In the below example I’m using the concept of a “draft” record, so if you are at, let’s say a user create route, and you type some stuff and navigate away and then navigate back, it will save your work. If you didn’t want that behavior your model hook could simply return a new record.

Component

form component template:

<form class="form-horizontal" {{action 'submitForm' on="submit"}}>
  ...
  {{!-- e.g. {{input value=record.name placeholder="Name" ...}}, etc. --}}
  ...
  <button type="submit" ...>Submit</button>
</form>

component js:

import Component from '@ember/component';
import { get } from '@ember/object';

export default Component.extend({
  ...
  actions: {
    submitForm: function(){
      // send the action out to the controller, don't necessarily need to send record out
      let record = this.get('record');
      get(this, 'submitForm')(record);
    }
  }
});

New Route

“new” route:

import { hash } from 'rsvp';
import Route from '@ember/routing/route';
import AuthenticatedRouteMixin from "../../mixins/authenticated-route-mixin";

export default Route.extend(AuthenticatedRouteMixin, {
  model: function(/*params ,transition*/){
    // if there's a record with 'isNew' set, it must have been a previous 'draft', so use
    // that, otherwise make a new 'draft' record
    let newRecord = this.store.peekAll('modelType').findBy('isNew', true);
    newRecord = newRecord || this.store.createRecord('modelType');
    return newRecord;
  },
});

“new” controller:

import Controller from '@ember/controller';

export default Controller.extend({
  ...
  actions: {
    submitForm(record) {
      if(record) {
        record.save().then(saved => {
          ... // if success
          this.transitionToRoute(/* route to redirect to */);
        }).catch(error => {
          // optionall do something with error
        });
      }
    }
  }
});

“new” template

...
{{<form-component-name>
  record=model
  submitForm=(action "submitForm")
}}
...

Edit Route

“edit” route:

import { hash } from 'rsvp';
import Route from '@ember/routing/route';
import AuthenticatedRouteMixin from "../../mixins/authenticated-route-mixin";

export default Route.extend(AuthenticatedRouteMixin, {
  model: function(params /*,transition*/){
    return this.store.findRecord('recordType', params.id);
  },
});

“edit” controller:

import Controller from '@ember/controller';

export default Controller.extend({
  ...
  actions: {
    submitForm(record) {
      if(record) {
        record.save().then(saved => {
          ... // if success
        }).catch(error => {
          // optionall do something with error
        });
      }
    }
  }
});

“edit” template

...
{{<form-component-name>
  record=model
  submitForm=(action "submitForm")
}}
...

EDIT: this is, of course, a very stripped down version.
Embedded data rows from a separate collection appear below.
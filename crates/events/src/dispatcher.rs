//! Maps workflow events to notifications and delivers them.
//!
//! [`NotificationDispatcher`] subscribes to the [`EventBus`](crate::EventBus)
//! and runs as a long-lived background task. Delivery failures are logged
//! and never propagated: by the time an event is published its write has
//! already committed.

use std::sync::Arc;

use tokio::sync::broadcast;

use crate::bus::{PublishedEvent, WorkflowEvent};
use crate::delivery::email::Mailer;
use crate::templates::{RenderedEmail, Templates};

/// Fixed recipients the dispatcher falls back to.
#[derive(Debug, Clone)]
pub struct NotificationSettings {
    /// Administrator mailbox; receives registration alerts.
    pub admin_email: String,
    /// Designated recipient when a request carries no submitter email.
    pub rebate_email: Option<String>,
}

/// Outcome of handling one event.
#[derive(Debug, Default, Clone, Copy, PartialEq, Eq)]
pub struct DispatchReport {
    pub sent: usize,
    pub failed: usize,
}

pub struct NotificationDispatcher {
    mailer: Arc<dyn Mailer>,
    templates: Templates,
    settings: NotificationSettings,
}

impl NotificationDispatcher {
    pub fn new(
        mailer: Arc<dyn Mailer>,
        templates: Templates,
        settings: NotificationSettings,
    ) -> Self {
        Self {
            mailer,
            templates,
            settings,
        }
    }

    /// Run the dispatch loop until the bus is dropped.
    pub async fn run(self, mut receiver: broadcast::Receiver<PublishedEvent>) {
        loop {
            match receiver.recv().await {
                Ok(published) => {
                    self.handle(&published.event).await;
                }
                Err(broadcast::error::RecvError::Lagged(n)) => {
                    tracing::warn!(skipped = n, "Notification dispatcher lagged, events dropped");
                }
                Err(broadcast::error::RecvError::Closed) => {
                    tracing::info!("Event bus closed, notification dispatcher shutting down");
                    break;
                }
            }
        }
    }

    /// Deliver every notification `event` calls for.
    pub async fn handle(&self, event: &WorkflowEvent) -> DispatchReport {
        let mut report = DispatchReport::default();
        for email in self.plan(event) {
            match self.mailer.send(&email).await {
                Ok(()) => report.sent += 1,
                Err(e) => {
                    report.failed += 1;
                    tracing::error!(
                        error = %e,
                        to = %email.to,
                        template = %email.template,
                        event_type = event.event_type(),
                        "Failed to deliver notification"
                    );
                }
            }
        }
        report
    }

    /// The notifications an event produces, in send order.
    pub fn plan(&self, event: &WorkflowEvent) -> Vec<RenderedEmail> {
        let t = &self.templates;
        let mut out = Vec::new();

        match event {
            WorkflowEvent::RequestCreated { request } => {
                let designated =
                    non_empty(&request.email).or(self.settings.rebate_email.as_deref());
                match designated {
                    Some(to) => out.push(t.purchase_request(to, request)),
                    None => tracing::warn!(
                        request_id = request.id,
                        "No designated recipient for purchase request"
                    ),
                }

                if let Some(to) = non_empty(&request.public_email).or(non_empty(&request.email)) {
                    out.push(t.purchase_request_confirmation(to, request));
                }
            }
            WorkflowEvent::ResponseRecorded {
                request,
                action,
                note,
            } => {
                if let Some(to) = non_empty(&request.admin_email) {
                    out.push(t.response_notification(to, request, *action, note));
                }
            }
            WorkflowEvent::StaffRegistered { account } => {
                if let Some(to) = non_empty(&self.settings.admin_email) {
                    let at = account.last_login.unwrap_or(account.created_at);
                    out.push(t.new_registration_admin(to, account, at));
                }
                if let Some(to) = non_empty(&account.email) {
                    out.push(t.registration_received_user(to, account));
                }
            }
            WorkflowEvent::RoleChanged {
                account,
                old_role,
                new_role,
                changed_by,
            } => {
                if old_role != new_role {
                    if let Some(to) = non_empty(&account.email) {
                        let user_name = non_empty(&account.name).unwrap_or(&account.email);
                        out.push(t.role_updated(to, user_name, *old_role, *new_role, changed_by));
                    }
                }
            }
        }

        out
    }
}

fn non_empty(value: &str) -> Option<&str> {
    let trimmed = value.trim();
    (!trimmed.is_empty()).then_some(trimmed)
}

#[cfg(test)]
mod tests {
    use chrono::Utc;
    use staffpurchase_core::lifecycle::ResponseAction;
    use staffpurchase_core::roles::Role;
    use staffpurchase_db::models::staff::StaffAccount;

    use super::*;
    use crate::bus::EventBus;
    use crate::templates::Template;
    use crate::testing::{sample_request, RecordingMailer};

    fn dispatcher(mailer: Arc<RecordingMailer>, rebate: Option<&str>) -> NotificationDispatcher {
        NotificationDispatcher::new(
            mailer,
            Templates::new("https://portal.example"),
            NotificationSettings {
                admin_email: "admin@example.com".into(),
                rebate_email: rebate.map(str::to_string),
            },
        )
    }

    fn account(role: Role) -> StaffAccount {
        StaffAccount {
            uid: "u2".into(),
            email: "kim@example.com".into(),
            name: "Kim".into(),
            photo_url: String::new(),
            role,
            last_login: Some(Utc::now()),
            created_at: Utc::now(),
        }
    }

    fn recipients(emails: &[RenderedEmail]) -> Vec<(&str, Template)> {
        emails.iter().map(|e| (e.to.as_str(), e.template)).collect()
    }

    #[test]
    fn created_request_notifies_recipient_and_submitter() {
        let d = dispatcher(Arc::default(), None);
        let mut request = sample_request();
        request.public_email = "filler@example.com".into();

        let plan = d.plan(&WorkflowEvent::RequestCreated { request });
        assert_eq!(
            recipients(&plan),
            vec![
                ("sam@store.example", Template::PurchaseRequest),
                ("filler@example.com", Template::PurchaseRequestConfirmation),
            ]
        );
    }

    #[test]
    fn created_request_without_email_falls_back_to_rebate_mailbox() {
        let d = dispatcher(Arc::default(), Some("rebates@example.com"));
        let mut request = sample_request();
        request.email = String::new();

        let plan = d.plan(&WorkflowEvent::RequestCreated { request });
        assert_eq!(
            recipients(&plan),
            vec![("rebates@example.com", Template::PurchaseRequest)]
        );
    }

    #[test]
    fn confirmation_falls_back_to_submitter_email() {
        let d = dispatcher(Arc::default(), None);
        let plan = d.plan(&WorkflowEvent::RequestCreated {
            request: sample_request(),
        });
        assert_eq!(plan[1].to, "sam@store.example");
        assert_eq!(plan[1].template, Template::PurchaseRequestConfirmation);
    }

    #[test]
    fn response_goes_to_administrative_sender() {
        let d = dispatcher(Arc::default(), None);
        let mut request = sample_request();
        request.admin_email = "sender@example.com".into();

        let plan = d.plan(&WorkflowEvent::ResponseRecorded {
            request,
            action: ResponseAction::Reject,
            note: String::new(),
        });
        assert_eq!(
            recipients(&plan),
            vec![("sender@example.com", Template::ResponseNotification)]
        );
        assert!(plan[0].subject.starts_with("REJECTED:"));
    }

    #[test]
    fn registration_alerts_admin_and_user() {
        let d = dispatcher(Arc::default(), None);
        let plan = d.plan(&WorkflowEvent::StaffRegistered {
            account: account(Role::Pending),
        });
        assert_eq!(
            recipients(&plan),
            vec![
                ("admin@example.com", Template::NewRegistrationAdmin),
                ("kim@example.com", Template::RegistrationReceivedUser),
            ]
        );
    }

    #[test]
    fn unchanged_role_sends_nothing() {
        let d = dispatcher(Arc::default(), None);
        let plan = d.plan(&WorkflowEvent::RoleChanged {
            account: account(Role::Staff),
            old_role: Role::Staff,
            new_role: Role::Staff,
            changed_by: "Admin".into(),
        });
        assert!(plan.is_empty());
    }

    #[tokio::test]
    async fn delivery_failure_is_counted_not_propagated() {
        let mailer = Arc::new(RecordingMailer::failing_for(&["sam@store.example"]));
        let d = dispatcher(Arc::clone(&mailer), None);

        let report = d
            .handle(&WorkflowEvent::RequestCreated {
                request: sample_request(),
            })
            .await;

        assert_eq!(report, DispatchReport { sent: 0, failed: 2 });
        assert!(mailer.sent().is_empty());
    }

    #[tokio::test]
    async fn run_drains_bus_and_stops_when_closed() {
        let mailer = Arc::new(RecordingMailer::default());
        let bus = EventBus::default();
        let handle = tokio::spawn(dispatcher(Arc::clone(&mailer), None).run(bus.subscribe()));

        bus.publish(WorkflowEvent::StaffRegistered {
            account: account(Role::Pending),
        });
        drop(bus);

        handle.await.unwrap();
        assert_eq!(mailer.sent().len(), 2);
    }
}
You could pass something into the component that tells it whether it’s a new or edit to change the button text or do validation differently or hide a field or two, etc. You can also disable the form submit button until the record is dirty and/or validation is complete. You could also come up with a sweet contextual form component that yields form elements like the one in ember-bootstrap. There are lots of things you could add, this is just a rough skeleton, but the basic mechanisms are pretty simple.

2 Likes

Thanks a lot I appreciate it. I’ll look at this and play around a bit.